Il feretro della madre dell’Imperatore, dopo una frettolosa e guardinga benedizione in Santa Maria di Via Lata, venne infine deposto su un lugubre carro senza insegne e trasportato a Tarquinia (allora Corneto) per volontà del Cardinale Fesch, fratello della defunta e, quindi, zio di Bonaparte che lo volle tumulare nel Convento cittadino delle Monache Passioniste. Dopo tre anni anche il Cardinale volle essere sepolto lì, vicino alla sorella. I tempi erano però mutati. A Parigi non c’era più un re, ma un nuovo Imperatore, Napoleone III, nipote del famoso còrso e dunque pronipote di Letizia che tanto peso avrà nell’Unità d’Italia e che desiderava una degna e francese sepoltura per la sua cara nonna. Su spinta del Governo francese, che era il difensore principale dell’indipendenza dello Stato della Chiesa, nel 1851, a Tarquinia/Corneto giunse una delegazione proveniente dalla Corsica, guidata dal sindaco di Ajaccio, Dominique Zevaco, per riconoscere e prelevare il corpo di Donna Letizia.
L’indomani, i due feretri vennero adagiati tra pesanti teli di velluto su un carro d’artiglieria francese e, scortati da un drappello di dragoni napoleonici, portati nella Cattedrale di Civitavecchia. Qui si svolse un solenne rito funebre per poi essere caricati a spalla da marinai francesi sul vascello che salpò dal porto per Ajaccio sulle note della Marsigliese, salutati dai colpi a salve dei cannoni del Forte Michelangelo, per essere poi tumulati nella Tomba Imperiale della città francese.
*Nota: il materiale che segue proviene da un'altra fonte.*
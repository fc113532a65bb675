//! Batch buffer for the riverlog producer.
//!
//! Pending records are grouped by ordering key so that one flush turns into
//! one network call per key. The buffer is a pure data structure: it never
//! decides when to flush and performs no I/O. The producer actor owns it,
//! mutates it from serialized requests only, and replaces it wholesale on
//! every flush.
//!
//! ```text
//! ┌─────────────────────────────────────────────┐
//! │  BatchBuffer                                │
//! ├─────────────────────────────────────────────┤
//! │  records_by_key: HashMap<key, Vec<Pending>> │
//! │  record_count:   usize                      │
//! │  total_bytes:    usize                      │
//! └─────────────────────────────────────────────┘
//!       │
//!       ├─→ ""       → [r1, r4]        default-key records co-batched
//!       ├─→ "user-a" → [r2, r3, r5]    FIFO within a key
//!       └─→ "user-b" → [r6]
//! ```
//!
//! Records are appended at the tail of their key's list, so dispatch emits
//! them in append order.

use std::collections::HashMap;
use tokio::sync::oneshot;
use tracing::trace;

use crate::record::{Record, RecordId};

/// A buffered record paired with the sender half of its result handle.
///
/// The receiver half was returned to the caller by `append`. The dispatch
/// task resolves the sender with the server-assigned record id, or drops it
/// when the batch fails.
pub(crate) struct PendingRecord {
    pub(crate) record: Record,
    pub(crate) id_tx: oneshot::Sender<RecordId>,
}

/// Buffer of pending records, grouped by ordering key.
///
/// # Invariants
///
/// - `record_count` equals the sum of list lengths across all keys.
/// - `total_bytes` equals the sum of payload byte lengths across all keys.
///
/// Both counters are maintained on `append` and reset by `take`.
#[derive(Default)]
pub struct BatchBuffer {
    records_by_key: HashMap<String, Vec<PendingRecord>>,
    record_count: usize,
    total_bytes: usize,
}

impl BatchBuffer {
    /// Create an empty buffer.
    pub fn new() -> Self {
        Self::default()
    }

    /// Append a pending record at the tail of its ordering key's list.
    pub(crate) fn append(&mut self, pending: PendingRecord) {
        self.record_count += 1;
        self.total_bytes += pending.record.payload_len();
        self.records_by_key
            .entry(pending.record.ordering_key().to_string())
            .or_default()
            .push(pending);
        trace!(
            record_count = self.record_count,
            total_bytes = self.total_bytes,
            "buffered record"
        );
    }

    /// Take the whole buffer contents, leaving the buffer empty.
    ///
    /// This is the flush handoff: the returned map is the snapshot handed to
    /// dispatch, and the buffer the actor keeps is reset in the same step so
    /// concurrent appends land in a fresh buffer.
    pub(crate) fn take(&mut self) -> HashMap<String, Vec<PendingRecord>> {
        self.record_count = 0;
        self.total_bytes = 0;
        std::mem::take(&mut self.records_by_key)
    }

    /// Number of buffered records across all ordering keys.
    pub fn record_count(&self) -> usize {
        self.record_count
    }

    /// Total payload bytes across all ordering keys.
    pub fn total_bytes(&self) -> usize {
        self.total_bytes
    }

    /// Whether the buffer holds no records.
    pub fn is_empty(&self) -> bool {
        self.record_count == 0
    }
}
Cosa resta di tutta questa complessa storia a Tarquinia? Una lapide in ricordo del tumulo e, soprattutto i due delicatissimi frammenti del velo di Donna Letizia. Averli potuti addirittura toccare, dopo tutta la ricostruzione storica, mi ha dato veramente una sensazione particolare, come se le vicende della famiglia Bonaparte si concentrassero in pochi centimetri di velo arricchito da spille d’oro. La risposta ci fa tornare al momento in cui i dignitari francesi, al cospetto delle famiglie aristocratiche di Tarquinia/Corneto, arrivarono in città e, prima di prelevare i nobili resti, decisero di controllare lo stato dei corpi. Scoperchiata la bara, con grande sorpresa, il corpo di Donna Letizia apparve intatto, con il volto incorniciato da una cuffietta di raso chiaro. Era coperto dalla testa ai piedi da un velo di blonda tempestato di fiocchetti dorati. Fu un momento memorabile: stupiti da questa scoperta, i nobili e i dignitari francesi, fecero a gara per prenderne ciascuno un lembo. Insomma il velo si lacerò in tante piccole parti finite chissà dove. «Fortunatamente alcuni brandelli erano stati preservati insieme ad altri cimeli tra cui due foglie d’alloro tratte dalla corona deposta sul feretro di Vittorio Emanuele II da una delle famiglie nobiliari cornetane, di cui la Società Tarquiniense di Arte e Storia custodisce i documenti» – come ci racconta l’archeologa Alessandra Sileoni, Presidente della STAS – «Il ritrovamento del velo ha stimolato studiosi e ricercatori ad approfondire la memoria storica locale, e in tal caso orgogliosamente le relazioni che vi furono tra l’Italia e la Francia in quel particolare frangente. Questo a testimonianza di come il nostro archivio sia ancora oggi una fucina inesauribile di informazioni».